EXERCISE DIRECTIONS: Nothing in the data is to be left out; copy it exactly.

INFORMATION SUPPLIED:
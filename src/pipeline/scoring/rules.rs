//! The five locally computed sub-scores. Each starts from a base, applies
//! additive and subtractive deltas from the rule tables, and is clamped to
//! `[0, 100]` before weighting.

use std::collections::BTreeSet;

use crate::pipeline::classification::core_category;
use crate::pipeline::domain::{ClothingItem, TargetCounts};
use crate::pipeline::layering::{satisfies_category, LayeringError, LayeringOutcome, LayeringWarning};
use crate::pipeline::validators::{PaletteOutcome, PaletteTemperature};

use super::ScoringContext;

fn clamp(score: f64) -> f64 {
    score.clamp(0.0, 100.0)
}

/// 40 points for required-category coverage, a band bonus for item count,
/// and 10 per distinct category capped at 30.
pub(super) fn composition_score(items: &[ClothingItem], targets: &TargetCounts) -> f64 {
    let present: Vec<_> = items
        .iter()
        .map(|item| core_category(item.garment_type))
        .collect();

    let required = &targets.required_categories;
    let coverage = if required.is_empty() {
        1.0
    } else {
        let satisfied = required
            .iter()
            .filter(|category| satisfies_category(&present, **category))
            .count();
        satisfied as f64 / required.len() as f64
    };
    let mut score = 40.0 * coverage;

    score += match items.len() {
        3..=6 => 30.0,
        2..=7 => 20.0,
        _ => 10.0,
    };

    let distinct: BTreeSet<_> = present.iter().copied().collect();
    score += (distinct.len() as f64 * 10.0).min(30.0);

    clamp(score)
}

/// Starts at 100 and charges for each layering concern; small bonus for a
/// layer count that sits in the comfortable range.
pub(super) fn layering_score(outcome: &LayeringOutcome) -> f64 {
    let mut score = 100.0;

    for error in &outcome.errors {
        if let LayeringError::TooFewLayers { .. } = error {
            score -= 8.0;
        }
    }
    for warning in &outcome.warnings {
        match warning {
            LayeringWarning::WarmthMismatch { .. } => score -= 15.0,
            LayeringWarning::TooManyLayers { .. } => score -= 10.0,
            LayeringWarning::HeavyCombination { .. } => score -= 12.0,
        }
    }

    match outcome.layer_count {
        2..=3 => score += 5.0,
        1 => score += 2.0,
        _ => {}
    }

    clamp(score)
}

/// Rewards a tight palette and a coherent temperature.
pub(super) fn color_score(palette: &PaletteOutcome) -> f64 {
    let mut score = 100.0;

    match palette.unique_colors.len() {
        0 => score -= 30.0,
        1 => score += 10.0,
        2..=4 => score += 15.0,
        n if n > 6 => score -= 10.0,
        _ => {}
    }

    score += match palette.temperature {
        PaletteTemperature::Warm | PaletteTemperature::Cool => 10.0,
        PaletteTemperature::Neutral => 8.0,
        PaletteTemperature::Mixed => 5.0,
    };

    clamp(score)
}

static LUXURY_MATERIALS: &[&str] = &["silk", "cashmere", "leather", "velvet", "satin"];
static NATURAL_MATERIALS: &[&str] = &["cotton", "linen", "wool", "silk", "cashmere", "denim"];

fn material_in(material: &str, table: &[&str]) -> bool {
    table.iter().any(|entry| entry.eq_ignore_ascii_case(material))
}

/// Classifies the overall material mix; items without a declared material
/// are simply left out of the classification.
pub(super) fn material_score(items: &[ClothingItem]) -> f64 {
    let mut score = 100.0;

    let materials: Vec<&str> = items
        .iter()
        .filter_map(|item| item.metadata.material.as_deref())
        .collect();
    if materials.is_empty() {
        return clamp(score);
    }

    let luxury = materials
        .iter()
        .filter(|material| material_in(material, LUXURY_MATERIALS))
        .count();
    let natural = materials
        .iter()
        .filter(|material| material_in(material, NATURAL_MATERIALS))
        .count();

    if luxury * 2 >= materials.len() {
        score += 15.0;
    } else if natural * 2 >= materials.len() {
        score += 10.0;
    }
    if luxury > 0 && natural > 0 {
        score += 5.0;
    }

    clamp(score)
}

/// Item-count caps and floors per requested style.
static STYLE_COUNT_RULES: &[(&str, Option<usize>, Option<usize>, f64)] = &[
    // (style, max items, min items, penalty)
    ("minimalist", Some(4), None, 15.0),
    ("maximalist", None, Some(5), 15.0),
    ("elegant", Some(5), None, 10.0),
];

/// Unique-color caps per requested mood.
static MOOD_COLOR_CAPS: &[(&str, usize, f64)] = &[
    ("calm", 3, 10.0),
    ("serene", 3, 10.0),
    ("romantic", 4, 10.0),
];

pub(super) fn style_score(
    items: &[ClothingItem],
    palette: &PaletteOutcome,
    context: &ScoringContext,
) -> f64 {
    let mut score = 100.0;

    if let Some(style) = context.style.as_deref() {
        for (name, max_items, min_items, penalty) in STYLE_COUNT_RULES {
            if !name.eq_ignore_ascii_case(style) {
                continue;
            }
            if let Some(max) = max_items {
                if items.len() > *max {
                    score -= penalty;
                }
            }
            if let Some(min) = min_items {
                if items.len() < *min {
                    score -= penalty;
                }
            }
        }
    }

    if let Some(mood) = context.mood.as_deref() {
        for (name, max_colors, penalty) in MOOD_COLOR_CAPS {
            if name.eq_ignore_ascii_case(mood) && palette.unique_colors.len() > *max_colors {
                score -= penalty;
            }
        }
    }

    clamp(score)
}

EXERCISE ANSWER:
filename src/pipeline/scoring/rules.rs
//! The five locally computed sub-scores. Each starts from a base, applies
//! additive and subtractive deltas from the rule tables, and is clamped to
//! `[0, 100]` before weighting.

use std::collections::BTreeSet;

use crate::pipeline::classification::core_category;
use crate::pipeline::domain::{ClothingItem, TargetCounts};
use crate::pipeline::layering::{satisfies_category, LayeringError, LayeringOutcome, LayeringWarning};
use crate::pipeline::validators::{PaletteOutcome, PaletteTemperature};

use super::ScoringContext;

fn clamp(score: f64) -> f64 {
    score.clamp(0.0, 100.0)
}

/// 40 points for required-category coverage, a band bonus for item count,
/// and 10 per distinct category capped at 30.
pub(super) fn composition_score(items: &[ClothingItem], targets: &TargetCounts) -> f64 {
    let present: Vec<_> = items
        .iter()
        .map(|item| core_category(item.garment_type))
        .collect();

    let required = &targets.required_categories;
    let coverage = if required.is_empty() {
        1.0
    } else {
        let satisfied = required
            .iter()
            .filter(|category| satisfies_category(&present, **category))
            .count();
        satisfied as f64 / required.len() as f64
    };
    let mut score = 40.0 * coverage;

    score += match items.len() {
        3..=6 => 30.0,
        2..=7 => 20.0,
        _ => 10.0,
    };

    let distinct: BTreeSet<_> = present.iter().copied().collect();
    score += (distinct.len() as f64 * 10.0).min(30.0);

    clamp(score)
}

/// Starts at 100 and charges for each layering concern; small bonus for a
/// layer count that sits in the comfortable range.
pub(super) fn layering_score(outcome: &LayeringOutcome) -> f64 {
    let mut score = 100.0;

    for error in &outcome.errors {
        if let LayeringError::TooFewLayers { .. } = error {
            score -= 8.0;
        }
    }
    for warning in &outcome.warnings {
        match warning {
            LayeringWarning::WarmthMismatch { .. } => score -= 15.0,
            LayeringWarning::TooManyLayers { .. } => score -= 10.0,
            LayeringWarning::HeavyCombination { .. } => score -= 12.0,
        }
    }

    match outcome.layer_count {
        2..=3 => score += 5.0,
        1 => score += 2.0,
        _ => {}
    }

    clamp(score)
}

/// Rewards a tight palette and a coherent temperature.
pub(super) fn color_score(palette: &PaletteOutcome) -> f64 {
    let mut score = 100.0;

    match palette.unique_colors.len() {
        0 => score -= 30.0,
        1 => score += 10.0,
        2..=4 => score += 15.0,
        n if n > 6 => score -= 10.0,
        _ => {}
    }

    score += match palette.temperature {
        PaletteTemperature::Warm | PaletteTemperature::Cool => 10.0,
        PaletteTemperature::Neutral => 8.0,
        PaletteTemperature::Mixed => 5.0,
    };

    clamp(score)
}

static LUXURY_MATERIALS: &[&str] = &["silk", "cashmere", "leather", "velvet", "satin"];
static NATURAL_MATERIALS: &[&str] = &["cotton", "linen", "wool", "silk", "cashmere", "denim"];

fn material_in(material: &str, table: &[&str]) -> bool {
    table.iter().any(|entry| entry.eq_ignore_ascii_case(material))
}

/// Classifies the overall material mix; items without a declared material
/// are simply left out of the classification.
pub(super) fn material_score(items: &[ClothingItem]) -> f64 {
    let mut score = 100.0;

    let materials: Vec<&str> = items
        .iter()
        .filter_map(|item| item.metadata.material.as_deref())
        .collect();
    if materials.is_empty() {
        return clamp(score);
    }

    let luxury = materials
        .iter()
        .filter(|material| material_in(material, LUXURY_MATERIALS))
        .count();
    let natural = materials
        .iter()
        .filter(|material| material_in(material, NATURAL_MATERIALS))
        .count();

    if luxury * 2 >= materials.len() {
        score += 15.0;
    } else if natural * 2 >= materials.len() {
        score += 10.0;
    }
    if luxury > 0 && natural > 0 {
        score += 5.0;
    }

    clamp(score)
}

/// Item-count caps and floors per requested style.
static STYLE_COUNT_RULES: &[(&str, Option<usize>, Option<usize>, f64)] = &[
    // (style, max items, min items, penalty)
    ("minimalist", Some(4), None, 15.0),
    ("maximalist", None, Some(5), 15.0),
    ("elegant", Some(5), None, 10.0),
];

/// Unique-color caps per requested mood.
static MOOD_COLOR_CAPS: &[(&str, usize, f64)] = &[
    ("calm", 3, 10.0),
    ("serene", 3, 10.0),
    ("romantic", 4, 10.0),
];

pub(super) fn style_score(
    items: &[ClothingItem],
    palette: &PaletteOutcome,
    context: &ScoringContext,
) -> f64 {
    let mut score = 100.0;

    if let Some(style) = context.style.as_deref() {
        for (name, max_items, min_items, penalty) in STYLE_COUNT_RULES {
            if !name.eq_ignore_ascii_case(style) {
                continue;
            }
            if let Some(max) = max_items {
                if items.len() > *max {
                    score -= penalty;
                }
            }
            if let Some(min) = min_items {
                if items.len() < *min {
                    score -= penalty;
                }
            }
        }
    }

    if let Some(mood) = context.mood.as_deref() {
        for (name, max_colors, penalty) in MOOD_COLOR_CAPS {
            if name.eq_ignore_ascii_case(mood) && palette.unique_colors.len() > *max_colors {
                score -= penalty;
            }
        }
    }

    clamp(score)
}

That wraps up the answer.